──────── Input data ────────

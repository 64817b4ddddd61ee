//! Answer generation from a question and retrieved context.
//!
//! [`Generator`] is the seam the pipeline depends on. [`LlmGenerator`] is the
//! standard implementation: it renders a [`PromptTemplate`] and sends it to a
//! [`ChatModel`] such as [`ChatClient`](crate::ChatClient).

use std::path::Path;
use std::sync::Arc;

use async_trait::async_trait;
use tracing::debug;

use crate::config::GeneratorConfig;
use crate::error::{RagError, Result};

/// System prompt sent with every answer request.
pub const DEFAULT_SYSTEM_PROMPT: &str = "You are a cybersecurity assistant.";

/// Prompt used to extract an answer from retrieved blog passages.
pub const EXTRACT_QA_PROMPT: &str = "\
You are given excerpts from a cybersecurity blog post.

Excerpts:
{context}

Using only the excerpts above, answer the question below. Be concise and \
specific: name malware families, threat actors, techniques, domains, IP \
addresses and file names exactly as they appear. If the excerpts do not \
contain the answer, reply \"Not mentioned in the article.\"

Question: {question}

Answer:";

/// Turns a question and its retrieved context into an answer.
#[async_trait]
pub trait Generator: Send + Sync {
    /// Short name of the model behind this generator.
    fn name(&self) -> &str;

    /// Generate an answer to `question` grounded in `context`.
    async fn generate_answer(&self, question: &str, context: &str) -> Result<String>;
}

/// A chat-style language model: one system message, one user message, one reply.
#[async_trait]
pub trait ChatModel: Send + Sync {
    /// Model name.
    fn name(&self) -> &str;

    /// Send `prompt` with the given system message and return the reply text.
    async fn chat(&self, system: &str, prompt: &str) -> Result<String>;
}

/// A prompt with `{context}` and `{question}` placeholders.
#[derive(Debug, Clone, PartialEq, Eq)]
pub struct PromptTemplate {
    template: String,
}

impl Default for PromptTemplate {
    fn default() -> Self {
        Self { template: EXTRACT_QA_PROMPT.to_string() }
    }
}

impl PromptTemplate {
    /// Create a template from text.
    ///
    /// # Errors
    ///
    /// Returns [`RagError::ConfigError`] if either placeholder is missing.
    pub fn new(template: impl Into<String>) -> Result<Self> {
        let template = template.into();
        for placeholder in ["{context}", "{question}"] {
            if !template.contains(placeholder) {
                return Err(RagError::ConfigError(format!(
                    "prompt template is missing the {placeholder} placeholder"
                )));
            }
        }
        Ok(Self { template })
    }

    /// Load a template from a text file.
    pub fn from_file(path: impl AsRef<Path>) -> Result<Self> {
        Self::new(std::fs::read_to_string(path)?)
    }

    /// Fill the placeholders with the trimmed context and question.
    pub fn render(&self, question: &str, context: &str) -> String {
        fill_placeholders(
            &self.template,
            &[("context", context.trim()), ("question", question.trim())],
        )
    }
}

/// Replace each `{name}` in `template` with its value in a single scan.
///
/// Inserted values are never rescanned, so text that itself contains a
/// placeholder is passed through unchanged. Unknown `{...}` spans are kept.
pub(crate) fn fill_placeholders(template: &str, values: &[(&str, &str)]) -> String {
    let mut out = String::with_capacity(template.len());
    let mut rest = template;

    while let Some(open) = rest.find('{') {
        out.push_str(&rest[..open]);
        let tail = &rest[open + 1..];
        let hit = values.iter().find(|(name, _)| {
            tail.strip_prefix(name).is_some_and(|after| after.starts_with('}'))
        });
        match hit {
            Some((name, value)) => {
                out.push_str(value);
                rest = &tail[name.len() + 1..];
            }
            None => {
                out.push('{');
                rest = tail;
            }
        }
    }

    out.push_str(rest);
    out
}

/// A [`Generator`] that prompts a [`ChatModel`].
pub struct LlmGenerator {
    model: Arc<dyn ChatModel>,
    prompt: PromptTemplate,
    system_prompt: String,
}

impl LlmGenerator {
    /// Create a generator with the default prompt and system message.
    pub fn new(model: Arc<dyn ChatModel>) -> Self {
        Self {
            model,
            prompt: PromptTemplate::default(),
            system_prompt: DEFAULT_SYSTEM_PROMPT.to_string(),
        }
    }

    /// Replace the prompt template.
    pub fn with_prompt(mut self, prompt: PromptTemplate) -> Self {
        self.prompt = prompt;
        self
    }

    /// Replace the system message.
    pub fn with_system_prompt(mut self, system_prompt: impl Into<String>) -> Self {
        self.system_prompt = system_prompt.into();
        self
    }
}

#[async_trait]
impl Generator for LlmGenerator {
    fn name(&self) -> &str {
        self.model.name()
    }

    async fn generate_answer(&self, question: &str, context: &str) -> Result<String> {
        let prompt = self.prompt.render(question, context);
        debug!(model = self.model.name(), prompt_len = prompt.len(), "generating answer");
        let answer = self.model.chat(&self.system_prompt, &prompt).await?;
        Ok(answer.trim().to_string())
    }
}

/// Build an [`LlmGenerator`] over the chat client described by `config`.
///
/// # Errors
///
/// Returns [`RagError::ConfigError`] for an invalid configuration or when no
/// HTTP provider feature is enabled.
pub fn generator_from_config(config: &GeneratorConfig) -> Result<Arc<dyn Generator>> {
    #[cfg(any(feature = "ollama", feature = "openai"))]
    {
        let client = crate::chat::ChatClient::new(config)?;
        Ok(Arc::new(LlmGenerator::new(Arc::new(client))))
    }
    #[cfg(not(any(feature = "ollama", feature = "openai")))]
    {
        let _ = config;
        Err(RagError::ConfigError(
            "chat providers require the `ollama` or `openai` feature".to_string(),
        ))
    }
}

#[cfg(test)]
mod tests {
    use super::*;

    #[test]
    fn render_fills_and_trims_placeholders() {
        let prompt = PromptTemplate::new("C: {context}\nQ: {question}").unwrap();
        assert_eq!(prompt.render("  What?  ", "\nctx\n"), "C: ctx\nQ: What?");
    }

    #[test]
    fn placeholders_inside_context_are_left_alone() {
        let prompt = PromptTemplate::new("C: {context}\nQ: {question}").unwrap();
        assert_eq!(
            prompt.render("What?", "template uses {question} literally"),
            "C: template uses {question} literally\nQ: What?"
        );
        assert_eq!(
            prompt.render("Is {context} a variable?", "ctx"),
            "C: ctx\nQ: Is {context} a variable?"
        );
    }

    #[test]
    fn unknown_braces_are_kept() {
        let filled = fill_placeholders("{\"grade\": {x}} {a}", &[("a", "1")]);
        assert_eq!(filled, "{\"grade\": {x}} 1");
    }

    #[test]
    fn template_requires_both_placeholders() {
        assert!(PromptTemplate::new("only {context}").is_err());
        assert!(PromptTemplate::new("only {question}").is_err());
    }

    #[test]
    fn default_template_is_valid() {
        assert!(PromptTemplate::new(EXTRACT_QA_PROMPT).is_ok());
    }
}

────────

## Required action
Your reply should be one number, the count of lines in the data that include the word "grade".

## Output for this exercise
2